Common Pesticide, Dichlorodiphenyltrichloroethane (DDT), Increases Amyloid-β Levels by Impairing the Function of ABCA1 and IDE: Implication for Alzheimer's Disease

While early-onset familial Alzheimer's disease (AD) is caused by a genetic mutation, the vast majority of late-onset AD is likely caused by the combination of genetic and environmental factors. Unlike genetic studies, potential environmental factors affecting AD pathogenesis have not yet been thoroughly investigated. Among environmental factors, pesticides seem to be one of critical environmental contributors to late-onset AD. Recent studies reported that the serum and brains of AD patients have dramatically higher levels of a metabolite of dichlorodiphenyltrichloroethane (DDT). While these epidemiological studies provided initial clues to the environmental risks potentially contributing to disease pathogenesis, a functional approach is required to determine whether they actually have a causal role in disease development.
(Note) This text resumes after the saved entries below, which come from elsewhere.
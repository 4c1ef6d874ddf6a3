// Pkgwatch Protocol Layer
// Response envelope and protocol-level errors

pub mod envelope;
pub mod error;

pub use envelope::{ContentSegment, ResponseEnvelope, SegmentKind};
pub use error::{FieldIssue, ProtocolError};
In our study, we addressed this critical knowledge gap by investigating possible mechanisms by which DDT affects amyloid-beta (A beta) levels. We treated H4-A beta PPswe or H4 cells with DDT to analyze its effect on A beta metabolism using A beta production, clearance, and degradation assays. We found that DDT significantly increased the levels of amyloid-beta protein precursor (A beta PP) and beta-site A beta PP-cleaving enzyme1 (BACE1), affecting A beta synthesis pathway in H4-A beta PPswe cells. Additionally, DDT impaired the clearance and extracellular degradation of A beta peptides. Most importantly, we identified for the first time that ATP-binding cassette transporter A1 (ABCA1) and insulin-degrading enzyme (IDE) are the downstream target genes adversely affected by DDT. Our findings provide insight into the molecular mechanisms by which DDT exposure may increase the risk of AD, and it further supports that ABCA1 and IDE may be potential therapeutic targets.